Gaudete - The King's Singers
The King's Singers is a primarily a cappella male sextet founded at King's College in Cambridge, England, in 1968. Despite many changes in membership over the years, they always have a distinctive crisp sound with minimal vibrato, tight harmonies, spot-on pitch, and impeccable diction. Although their repertoire leans heavily toward classical and renaissance music, they cover all kinds of pop tunes and novelty numbers as well. They have multiple Christmas albums with both accompanied and a cappella pieces, and some with other choirs. One of my favorites from their Christmas repertoire is this lovely medieval Latin hymn, the refrain of which translates to, "Rejoice! Rejoice! Christ is born of the virgin Mary." This piece is from their album "A Little Christmas Music."

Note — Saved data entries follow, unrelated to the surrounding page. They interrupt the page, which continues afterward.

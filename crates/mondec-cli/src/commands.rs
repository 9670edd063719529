//! Subcommand implementations.

use miette::IntoDiagnostic;
use mondec_engine::budget::SearchBudget;
use mondec_engine::generic::StrategyChoice;
use mondec_engine::scenarios::{self, Scenario, ScenarioReport};
use mondec_engine::{
    DecisionProcedure, GenericOptions, GenericProcedure, MondecError, OracleConfig,
    PresburgerProcedure, SolverChoice,
};
use tracing::info;

#[derive(Debug, Clone, Copy, PartialEq, Eq)]
pub(crate) enum ProcedureChoice {
    Presburger,
    Generic,
}

#[derive(Debug, Clone, Copy, PartialEq, Eq)]
pub(crate) enum OutputFormat {
    Text,
    Json,
}

#[derive(Debug, Clone)]
pub(crate) struct SuiteOptions {
    pub(crate) procedures: Vec<ProcedureChoice>,
    pub(crate) solver: SolverChoice,
    pub(crate) timeout_secs: u64,
    pub(crate) max_classes: usize,
    pub(crate) strategy: StrategyChoice,
    pub(crate) scenario: Option<String>,
    pub(crate) format: OutputFormat,
}

pub(crate) fn parse_procedures(raw: &str) -> miette::Result<Vec<ProcedureChoice>> {
    match raw {
        "presburger" => Ok(vec![ProcedureChoice::Presburger]),
        "generic" => Ok(vec![ProcedureChoice::Generic]),
        "both" => Ok(vec![ProcedureChoice::Presburger, ProcedureChoice::Generic]),
        other => Err(miette::miette!(
            "Unknown procedure: {other}. Use 'presburger', 'generic' or 'both'."
        )),
    }
}

pub(crate) fn parse_solver_choice(raw: &str) -> miette::Result<SolverChoice> {
    match raw {
        "z3" => Ok(SolverChoice::Z3),
        "z3-process" => Ok(SolverChoice::Z3Process),
        "cvc5" => Ok(SolverChoice::Cvc5),
        other => Err(miette::miette!(
            "Unknown solver: {other}. Use 'z3', 'z3-process' or 'cvc5'."
        )),
    }
}

pub(crate) fn parse_strategy(raw: &str) -> miette::Result<StrategyChoice> {
    match raw {
        "cegar" => Ok(StrategyChoice::CounterexampleGuided),
        "enumerate" => Ok(StrategyChoice::Enumerate),
        other => Err(miette::miette!(
            "Unknown strategy: {other}. Use 'cegar' or 'enumerate'."
        )),
    }
}

pub(crate) fn parse_output_format(raw: &str) -> miette::Result<OutputFormat> {
    match raw {
        "text" => Ok(OutputFormat::Text),
        "json" => Ok(OutputFormat::Json),
        other => Err(miette::miette!("Unknown format: {other}. Use 'text' or 'json'.")),
    }
}

fn engine_err(e: MondecError) -> miette::Report {
    miette::miette!("{e}")
}

fn selected_scenarios(name: Option<&str>) -> miette::Result<Vec<Scenario>> {
    let suite = scenarios::all().map_err(engine_err)?;
    match name {
        None => Ok(suite),
        Some(name) => {
            let known: Vec<&str> = suite.iter().map(|s| s.name).collect();
            let picked: Vec<Scenario> = suite.iter().filter(|s| s.name == name).cloned().collect();
            if picked.is_empty() {
                return Err(miette::miette!(
                    "Unknown scenario: {name}. Known scenarios: {}",
                    known.join(", ")
                ));
            }
            Ok(picked)
        }
    }
}

fn build_procedure(
    choice: ProcedureChoice,
    options: &SuiteOptions,
) -> Result<Box<dyn DecisionProcedure>, MondecError> {
    let oracle = OracleConfig {
        solver: options.solver,
        timeout_secs: options.timeout_secs,
        ..OracleConfig::default()
    }
    .build()?;
    Ok(match choice {
        ProcedureChoice::Presburger => Box::new(PresburgerProcedure::new(oracle)),
        ProcedureChoice::Generic => {
            let generic = GenericOptions {
                strategy: options.strategy,
                budget: SearchBudget::unlimited().with_max_classes(options.max_classes),
            };
            Box::new(GenericProcedure::new(oracle, generic).with_timeout_secs(options.timeout_secs))
        }
    })
}

pub(crate) fn run_suite_command(options: &SuiteOptions) -> miette::Result<()> {
    let suite = selected_scenarios(options.scenario.as_deref())?;
    let mut reports = Vec::new();
    for &choice in &options.procedures {
        let mut procedure = build_procedure(choice, options).map_err(engine_err)?;
        for scenario in &suite {
            reports.push(scenarios::run(scenario, procedure.as_mut()).map_err(engine_err)?);
        }
    }

    match options.format {
        OutputFormat::Text => print!("{}", render_text(&reports)),
        OutputFormat::Json => {
            println!("{}", serde_json::to_string_pretty(&reports).into_diagnostic()?)
        }
    }

    let failed: Vec<String> = reports
        .iter()
        .filter(|r| !r.passed)
        .map(|r| format!("{} [{}]", r.scenario, r.procedure))
        .collect();
    info!(runs = reports.len(), failed = failed.len(), "suite finished");
    if !failed.is_empty() {
        return Err(miette::miette!(
            "{} of {} scenario runs failed: {}",
            failed.len(),
            reports.len(),
            failed.join(", ")
        ));
    }
    Ok(())
}

pub(crate) fn render_text(reports: &[ScenarioReport]) -> String {
    let mut out = String::new();
    for report in reports {
        let status = if report.passed { "PASS" } else { "FAIL" };
        let vars: Vec<String> = report
            .variables
            .iter()
            .map(|v| {
                let expected = if v.expected_decomposable {
                    "decomposable"
                } else {
                    "not decomposable"
                };
                if v.passed {
                    format!("{}: {}", v.var, v.verdict)
                } else {
                    format!("{}: {} (expected {expected})", v.var, v.verdict)
                }
            })
            .collect();
        out.push_str(&format!(
            "{status} {} [{}] {}\n",
            report.scenario,
            report.procedure,
            vars.join(", ")
        ));
    }
    out
}

pub(crate) fn run_list_command() -> miette::Result<()> {
    print!("{}", render_list(&scenarios::all().map_err(engine_err)?));
    Ok(())
}

fn render_list(suite: &[Scenario]) -> String {
    let mut out = String::new();
    for scenario in suite {
        let on: Vec<&str> = scenario
            .decomposable_on
            .iter()
            .map(|v| v.name.as_str())
            .collect();
        let on = if on.is_empty() {
            "none".to_string()
        } else {
            on.join(", ")
        };
        out.push_str(&format!(
            "{:<14} {}\n{:<14} decomposable on: {on}\n",
            scenario.name, scenario.description, ""
        ));
    }
    out
}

Similar songs you might also like include: In Dulci Jubilo - Guilford Cathedral Choir; Veni, Veni, Emmanuel - Calmus Ensemble; Resonet in Laudibus - Chorus Salvatoris


Somerset Gloucestershire Wassail - The Kingston Trio
I grew up listening to this album over and over all Christmas season, and there's not a cut I don't love, but this particular song so beautifully features the instruments, the harmony, and the simple repetitive melody. If you enjoy this song, be sure to check out the entire album, released in 1960.

If you like this song, you might also like: Silent Night - Crosby, Stills, and Nash; Comfort and Joy (God Rest You Merry, Gentlemen) - Simon and Garfunkel; The Virgin Mary - The Chad Mitchell Trio

12 Days to Christmas - from "She Loves Me"
This track has a special place in my heart since it's a part of a Christmas revue my family performs in every year. The musical is based on the same source material as the film "You've Got Mail," and this particular scene fast-forwards through the Christmas season as the two clerks begin to fall in love in person. As Christmas nears, the customers and the clerks become increasingly frantic and panicky, and the music speeds up accordingly. It's a funny scene and a funny song, and it's completely true to how most of us deal with Christmas approaching.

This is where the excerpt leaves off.